The same conclusions are emphasized in the review of the human
rights order issued by the United Nations on the 50th anniversary
of the Charter, and in its contribution to the first World Conference
on Human Rights at Vienna in June 1993. In his statement opening
the conference, the secretary-general "stressed the importance
of the question of interdependence of all human rights."
Introducing the 50th-anniversary volume, he reports that the Vienna
conference "emphasized that action for the promotion and
protection of economic and social and cultural rights is as important
as action for civil and political rights."
The Vatican took a similar stand in commemorating the 50th
anniversary of the UD. In his 1999 New Year's Day message, Pope
John Paul II denounced Marxism, Nazism, fascism, and, "no
less pernicious," the ideology of "materialist consumption"

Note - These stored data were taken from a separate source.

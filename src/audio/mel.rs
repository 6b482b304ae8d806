//! Log-mel spectrogram computation via STFT + mel filterbank.
//!
//! Two front-ends share the same framing and filterbank:
//!
//! - [`FeatureExtractor`] runs on the CPU with `rustfft` and produces the
//!   training spectrograms (power 2).
//! - [`MelFrontend`] expresses the STFT as a strided convolution with
//!   windowed DFT kernels so it stays differentiable inside a candle graph.
//!   The vocoder's mel loss uses it with power 1 (magnitude).
//!
//! Framing:
//! - Sample rate: 44100 Hz
//! - FFT size: 2048 (1025 frequency bins), periodic Hann window of 2048
//! - Hop length: 512, centered frames with reflect padding of `n_fft / 2`
//! - Mel bins: 128 over 0 Hz to Nyquist, HTK scale, no area normalization
//! - Log compression: `ln(clamp(mel, min=1e-5))`

use std::path::Path;

use candle_core::{DType, Device, Tensor};
use rustfft::FftPlanner;
use rustfft::num_complex::Complex;

use super::wav::{db_to_amplitude, fit_length, peak_normalize, read_wav_mono, resample};
use crate::config::AudioConfig;
use crate::model::layers::reflect_pad_last;
use crate::{Error, Result};

/// Floor applied before the logarithm.
pub const LOG_FLOOR: f64 = 1e-5;

/// Peak level of preprocessed training audio.
const PREPROCESS_PEAK_DB: f32 = -1.0;

/// Linear fade applied to the end of every preprocessed clip.
const PREPROCESS_FADE_SECS: f64 = 0.2;

/// Spectrogram resolution and magnitude exponent.
#[derive(Debug, Clone)]
pub struct MelConfig {
    pub sample_rate: u32,
    pub n_fft: usize,
    pub hop_length: usize,
    pub n_mels: usize,
    pub f_min: f64,
    pub f_max: f64,
    /// 2.0 for a power spectrogram, 1.0 for magnitude.
    pub power: f64,
}

impl Default for MelConfig {
    fn default() -> Self {
        Self::from_audio(&AudioConfig::default(), 2.0)
    }
}

impl MelConfig {
    pub fn from_audio(audio: &AudioConfig, power: f64) -> Self {
        Self {
            sample_rate: audio.sample_rate,
            n_fft: audio.n_fft,
            hop_length: audio.hop_length,
            n_mels: audio.n_mels,
            f_min: 0.0,
            f_max: audio.sample_rate as f64 / 2.0,
            power,
        }
    }

    fn num_bins(&self) -> usize {
        self.n_fft / 2 + 1
    }
}

// ---------------------------------------------------------------------------
// CPU feature extractor
// ---------------------------------------------------------------------------

/// CPU log-mel extractor and training-clip preprocessor.
///
/// Pre-computes the Hann window, FFT plan, and mel filterbank on construction.
pub struct FeatureExtractor {
    audio: AudioConfig,
    config: MelConfig,
    window: Vec<f64>,
    filterbank: Vec<Vec<f64>>,
    fft: std::sync::Arc<dyn rustfft::Fft<f64>>,
}

impl std::fmt::Debug for FeatureExtractor {
    fn fmt(&self, f: &mut std::fmt::Formatter<'_>) -> std::fmt::Result {
        f.debug_struct("FeatureExtractor")
            .field("config", &self.config)
            .finish_non_exhaustive()
    }
}

impl FeatureExtractor {
    pub fn new(audio: &AudioConfig) -> Self {
        let config = MelConfig::from_audio(audio, 2.0);
        let window = hann_window(config.n_fft);
        let filterbank = mel_filterbank(&config);
        let mut planner = FftPlanner::new();
        let fft = planner.plan_fft_forward(config.n_fft);
        Self {
            audio: audio.clone(),
            config,
            window,
            filterbank,
            fft,
        }
    }

    pub fn config(&self) -> &MelConfig {
        &self.config
    }

    /// Log-mel spectrogram of mono audio, row-major `[n_mels, frames]`.
    pub fn log_mel(&self, samples: &[f32]) -> Result<Vec<Vec<f32>>> {
        let half = self.config.n_fft / 2;
        if samples.len() <= half {
            return Err(Error::Audio(format!(
                "{} samples is too short for centered framing with n_fft={}",
                samples.len(),
                self.config.n_fft
            )));
        }
        let signal: Vec<f64> = samples.iter().map(|&s| s as f64).collect();
        let padded = reflect_pad(&signal, half, half);
        let spectra = self.stft(&padded);

        let frames = spectra.len();
        let mut mel = vec![vec![0f32; frames]; self.config.n_mels];
        for (frame_idx, spectrum) in spectra.iter().enumerate() {
            for (mel_idx, filter) in self.filterbank.iter().enumerate() {
                let sum: f64 = filter
                    .iter()
                    .zip(spectrum)
                    .filter(|(w, _)| **w > 0.0)
                    .map(|(w, s)| w * s)
                    .sum();
                mel[mel_idx][frame_idx] = sum.max(LOG_FLOOR).ln() as f32;
            }
        }
        Ok(mel)
    }

    /// Framed spectra `|X|^power`, one `n_fft/2 + 1` vector per frame.
    fn stft(&self, padded: &[f64]) -> Vec<Vec<f64>> {
        let n_fft = self.config.n_fft;
        let hop = self.config.hop_length;
        let num_bins = self.config.num_bins();
        let num_frames = (padded.len() - n_fft) / hop + 1;

        let mut buffer = vec![Complex::new(0.0, 0.0); n_fft];
        (0..num_frames)
            .map(|frame_idx| {
                let start = frame_idx * hop;
                for (i, slot) in buffer.iter_mut().enumerate() {
                    *slot = Complex::new(padded[start + i] * self.window[i], 0.0);
                }
                self.fft.process(&mut buffer);
                buffer[..num_bins]
                    .iter()
                    .map(|c| c.norm_sqr().powf(self.config.power / 2.0))
                    .collect()
            })
            .collect()
    }

    /// Bring decoded audio to the training clip format: resample, fit to the
    /// target length, normalize to -1 dBFS peak, then a linear fade over the
    /// last 0.2 s.
    pub fn prepare_clip(&self, samples: &[f32], sample_rate: u32) -> Result<Vec<f32>> {
        let mut clip = resample(samples, sample_rate, self.audio.sample_rate)?;
        fit_length(&mut clip, self.audio.target_samples());
        peak_normalize(&mut clip, db_to_amplitude(PREPROCESS_PEAK_DB));

        let fade = ((self.audio.sample_rate as f64 * PREPROCESS_FADE_SECS) as usize).min(clip.len());
        let start = clip.len() - fade;
        for (i, s) in clip[start..].iter_mut().enumerate() {
            *s *= linspace_at(1.0, 0.0, fade, i) as f32;
        }
        Ok(clip)
    }

    /// Read a WAV file and return its `[1, n_mels, frames]` log-mel tensor.
    pub fn spectrogram_from_file(&self, path: &Path, device: &Device) -> Result<Tensor> {
        let (samples, sr) = read_wav_mono(path)?;
        if samples.is_empty() {
            return Err(Error::Audio(format!("{} has no samples", path.display())));
        }
        let clip = self.prepare_clip(&samples, sr)?;
        self.to_tensor(&self.log_mel(&clip)?, device)
    }

    /// Pack `[n_mels][frames]` into a `[1, n_mels, frames]` f32 tensor.
    pub fn to_tensor(&self, mel: &[Vec<f32>], device: &Device) -> Result<Tensor> {
        let frames = mel.first().map_or(0, Vec::len);
        let flat: Vec<f32> = mel.iter().flatten().copied().collect();
        Ok(Tensor::from_vec(flat, (1, mel.len(), frames), device)?)
    }
}

// ---------------------------------------------------------------------------
// Differentiable front-end
// ---------------------------------------------------------------------------

/// STFT + mel projection built from candle ops, so gradients reach the
/// waveform.
#[derive(Debug, Clone)]
pub struct MelFrontend {
    config: MelConfig,
    /// `[2·bins, 1, n_fft]`: windowed cosine kernels, then windowed sine kernels.
    dft_kernels: Tensor,
    /// `[n_mels, bins]`
    filterbank: Tensor,
}

impl MelFrontend {
    pub fn new(config: MelConfig, device: &Device) -> Result<Self> {
        let n_fft = config.n_fft;
        let bins = config.num_bins();
        let window = hann_window(n_fft);

        let mut kernels = vec![0f32; 2 * bins * n_fft];
        for k in 0..bins {
            for n in 0..n_fft {
                let phase = 2.0 * std::f64::consts::PI * (k * n) as f64 / n_fft as f64;
                kernels[k * n_fft + n] = (window[n] * phase.cos()) as f32;
                kernels[(bins + k) * n_fft + n] = (-window[n] * phase.sin()) as f32;
            }
        }
        let dft_kernels = Tensor::from_vec(kernels, (2 * bins, 1, n_fft), device)?;

        let fb: Vec<f32> = mel_filterbank(&config)
            .into_iter()
            .flatten()
            .map(|w| w as f32)
            .collect();
        let filterbank = Tensor::from_vec(fb, (config.n_mels, bins), device)?;

        Ok(Self {
            config,
            dft_kernels,
            filterbank,
        })
    }

    /// `[B, 1, T]` or `[B, T]` waveform → `[B, n_mels, T / hop + 1]` log-mel.
    pub fn log_mel(&self, audio: &Tensor) -> Result<Tensor> {
        let audio = match audio.rank() {
            2 => audio.unsqueeze(1)?,
            3 => audio.clone(),
            r => {
                return Err(Error::Shape(format!(
                    "mel front-end expects [B, T] or [B, 1, T], got rank {r}"
                )));
            }
        };
        let dtype = audio.dtype();
        let audio = audio.to_dtype(DType::F32)?;
        let half = self.config.n_fft / 2;
        let padded = reflect_pad_last(&audio, half, half)?;

        let spec = padded.conv1d(&self.dft_kernels, 0, self.config.hop_length, 1, 1)?;
        let bins = self.config.num_bins();
        let re = spec.narrow(1, 0, bins)?;
        let im = spec.narrow(1, bins, bins)?;
        let power = (re.sqr()? + im.sqr()?)?;
        let magnitude = if self.config.power == 2.0 {
            power
        } else {
            // The epsilon keeps the sqrt gradient finite at silent bins.
            (power + 1e-9)?.powf(self.config.power / 2.0)?
        };

        let mel = self.filterbank.broadcast_matmul(&magnitude)?;
        Ok(mel.maximum(LOG_FLOOR)?.log()?.to_dtype(dtype)?)
    }
}

// ---------------------------------------------------------------------------
// Shared DSP helpers
// ---------------------------------------------------------------------------

/// `linspace(start, end, n)[i]` with inclusive endpoints.
pub(crate) fn linspace_at(start: f64, end: f64, n: usize, i: usize) -> f64 {
    if n <= 1 {
        return start;
    }
    start + (end - start) * i as f64 / (n - 1) as f64
}

/// Periodic Hann window.
fn hann_window(length: usize) -> Vec<f64> {
    (0..length)
        .map(|i| {
            let phase = 2.0 * std::f64::consts::PI * i as f64 / length as f64;
            0.5 * (1.0 - phase.cos())
        })
        .collect()
}

/// Reflect-pad a signal on both sides (edge sample not repeated).
fn reflect_pad(signal: &[f64], pad_left: usize, pad_right: usize) -> Vec<f64> {
    let len = signal.len();
    let mut padded = Vec::with_capacity(pad_left + len + pad_right);
    for i in (1..=pad_left).rev() {
        padded.push(signal[i.min(len - 1)]);
    }
    padded.extend_from_slice(signal);
    for i in 0..pad_right {
        padded.push(signal[len.saturating_sub(2 + i)]);
    }
    padded
}

/// Triangular HTK-scale filterbank without area normalization.
///
/// Returns `n_mels` filters, each with `n_fft/2 + 1` weights.
fn mel_filterbank(config: &MelConfig) -> Vec<Vec<f64>> {
    let num_bins = config.num_bins();
    let nyquist = config.sample_rate as f64 / 2.0;
    let bin_freqs: Vec<f64> = (0..num_bins)
        .map(|i| linspace_at(0.0, nyquist, num_bins, i))
        .collect();

    let mel_min = hz_to_mel_htk(config.f_min);
    let mel_max = hz_to_mel_htk(config.f_max);
    let edges: Vec<f64> = (0..config.n_mels + 2)
        .map(|i| mel_to_hz_htk(linspace_at(mel_min, mel_max, config.n_mels + 2, i)))
        .collect();

    (0..config.n_mels)
        .map(|m| {
            let (left, center, right) = (edges[m], edges[m + 1], edges[m + 2]);
            bin_freqs
                .iter()
                .map(|&f| {
                    let down = (f - left) / (center - left);
                    let up = (right - f) / (right - center);
                    down.min(up).max(0.0)
                })
                .collect()
        })
        .collect()
}

fn hz_to_mel_htk(hz: f64) -> f64 {
    2595.0 * (1.0 + hz / 700.0).log10()
}

fn mel_to_hz_htk(mel: f64) -> f64 {
    700.0 * (10f64.powf(mel / 2595.0) - 1.0)
}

in which "the negative aspects on others are considered completely
irrelevant" and "nations and peoples" lose "the
right to share in the decisions which often profoundly modify
their way of life." Their hopes are "cruelly dashed"
under market arrangements in which "political and financial
power is concentrated," while financial markets fluctuate
erratically and "elections can be manipulated." Guarantees
for "the global common good and the exercise of economic
and social rights" and "sustainable development of society"
must I be the core element of "a new vision of global progress
in solidarity."
p117
Rights for Whom?
As widely noted, a major innovation of the UD [Universal Declaration
of Human Rights] was the extension of rights to all persons, meaning
persons of flesh and blood. The real world is crucially different.
In the US, the term "person" is officially defined "to
include any individual, branch, partnership, associated group,
association, estate, trust, corporation or other organization
(whether or not organized under the laws of any State), or any
government entity." That concept of "person" would
have shocked James Madison, Adam Smith, or others with intellectual
roots in the Enlightenment and classical liberalism. But it prevails,
giving a cast to the UD that is far from the intent of those who
formulated and defend it.
Through radical judicial activism, the rights of persons have
been granted to "collectivist legal entities," as some
legal historians call them, and more narrowly, to their boards
of directors, "a new 'absolutism' " bestowed by the
courts. These newly created immortal persons, protected from scrutiny
by the grant of personal rights, administer domestic and international
markets through their internal operations, "strategic alliances"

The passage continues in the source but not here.